Source records:
----

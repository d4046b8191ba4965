use std::fmt;

use glam::Vec3;
use indexmap::IndexMap;
use serde::{Deserialize, Serialize};

use crate::error::{SlError, SlResult};

/// An insertion-ordered property bag. Order carries no meaning but is kept
/// so that documents survive a load/save cycle unchanged.
pub type Properties = IndexMap<String, PropertyValue>;

/// A dynamically typed property value.
#[derive(Debug, Clone, PartialEq, Serialize, Deserialize)]
#[serde(untagged)]
pub enum PropertyValue {
    /// An absent value.
    Null,
    /// A boolean value.
    Bool(bool),
    /// A 64-bit signed integer value.
    Int(i64),
    /// An unsigned integer too large for [`PropertyValue::Int`].
    UInt(u64),
    /// A 64-bit floating-point value.
    Float(f64),
    /// A text value.
    String(String),
    /// An ordered list of values.
    List(Vec<PropertyValue>),
    /// A nested property bag.
    Map(Properties),
}

impl PropertyValue {
    /// Returns the value as `f32` if it is numeric.
    pub fn as_f32(&self) -> Option<f32> {
        match self {
            Self::Int(n) => Some(*n as f32),
            Self::UInt(n) => Some(*n as f32),
            Self::Float(n) => Some(*n as f32),
            _ => None,
        }
    }

    /// Returns the value as `bool` if it is a boolean.
    pub fn as_bool(&self) -> Option<bool> {
        match self {
            Self::Bool(b) => Some(*b),
            _ => None,
        }
    }

    /// Returns the value as a string slice if it is text.
    pub fn as_str(&self) -> Option<&str> {
        match self {
            Self::String(s) => Some(s),
            _ => None,
        }
    }

    /// Returns the nested map if this value is one.
    pub fn as_map(&self) -> Option<&Properties> {
        match self {
            Self::Map(m) => Some(m),
            _ => None,
        }
    }

    /// Returns the list if this value is one.
    pub fn as_list(&self) -> Option<&[PropertyValue]> {
        match self {
            Self::List(items) => Some(items),
            _ => None,
        }
    }

    /// Returns `true` for [`PropertyValue::Null`].
    pub fn is_null(&self) -> bool {
        matches!(self, Self::Null)
    }

    /// The value as it is written to a document: empty strings become null.
    pub fn to_persisted(&self) -> PropertyValue {
        match self {
            Self::String(s) if s.is_empty() => Self::Null,
            other => other.clone(),
        }
    }
}

impl fmt::Display for PropertyValue {
    fn fmt(&self, f: &mut fmt::Formatter<'_>) -> fmt::Result {
        match self {
            Self::Null => write!(f, "null"),
            Self::Bool(b) => write!(f, "{b}"),
            Self::Int(n) => write!(f, "{n}"),
            Self::UInt(n) => write!(f, "{n}"),
            Self::Float(n) => write!(f, "{n}"),
            Self::String(s) => write!(f, "{s}"),
            Self::List(items) => {
                let parts: Vec<String> = items.iter().map(|v| v.to_string()).collect();
                write!(f, "[{}]", parts.join(", "))
            }
            Self::Map(_) => write!(f, "{{...}}"),
        }
    }
}

impl From<bool> for PropertyValue {
    fn from(b: bool) -> Self {
        Self::Bool(b)
    }
}

impl From<i64> for PropertyValue {
    fn from(n: i64) -> Self {
        Self::Int(n)
    }
}

impl From<u64> for PropertyValue {
    fn from(n: u64) -> Self {
        i64::try_from(n).map_or(Self::UInt(n), Self::Int)
    }
}

impl From<f64> for PropertyValue {
    fn from(n: f64) -> Self {
        Self::Float(n)
    }
}

impl From<f32> for PropertyValue {
    fn from(n: f32) -> Self {
        Self::Float(f64::from(n))
    }
}

impl From<&str> for PropertyValue {
    fn from(s: &str) -> Self {
        Self::String(s.to_string())
    }
}

impl From<String> for PropertyValue {
    fn from(s: String) -> Self {
        Self::String(s)
    }
}

impl From<Properties> for PropertyValue {
    fn from(m: Properties) -> Self {
        Self::Map(m)
    }
}

/// Copy every key of `defaults` that `target` does not have yet.
///
/// Existing keys are never overwritten.
pub fn add_missing_properties(defaults: &Properties, target: &mut Properties) {
    for (key, value) in defaults {
        if !target.contains_key(key) {
            target.insert(key.clone(), value.clone());
        }
    }
}

/// Build an `{"X", "Y", "Z"}` record, multiplying every component by `scale`.
pub fn vector_record(v: Vec3, scale: f32) -> PropertyValue {
    let mut map = Properties::new();
    map.insert("X".to_string(), PropertyValue::from(v.x * scale));
    map.insert("Y".to_string(), PropertyValue::from(v.y * scale));
    map.insert("Z".to_string(), PropertyValue::from(v.z * scale));
    PropertyValue::Map(map)
}

/// Parse an `{"X", "Y", "Z"}` record, dividing every component by `scale`.
pub fn parse_vector_record(value: &PropertyValue, scale: f32, context: &str) -> SlResult<Vec3> {
    let map = value
        .as_map()
        .ok_or_else(|| SlError::malformed(context, "expected an {X, Y, Z} record"))?;

    let component = |axis: &str| -> SlResult<f32> {
        map.get(axis)
            .and_then(PropertyValue::as_f32)
            .map(|n| n / scale)
            .ok_or_else(|| SlError::malformed(context, format!("missing numeric \"{axis}\"")))
    };

    Ok(Vec3::new(component("X")?, component("Y")?, component("Z")?))
}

----

(Work request):
Across the entries above, how many lines contain the string "that"? The number alone is the answer.

(Your response):
2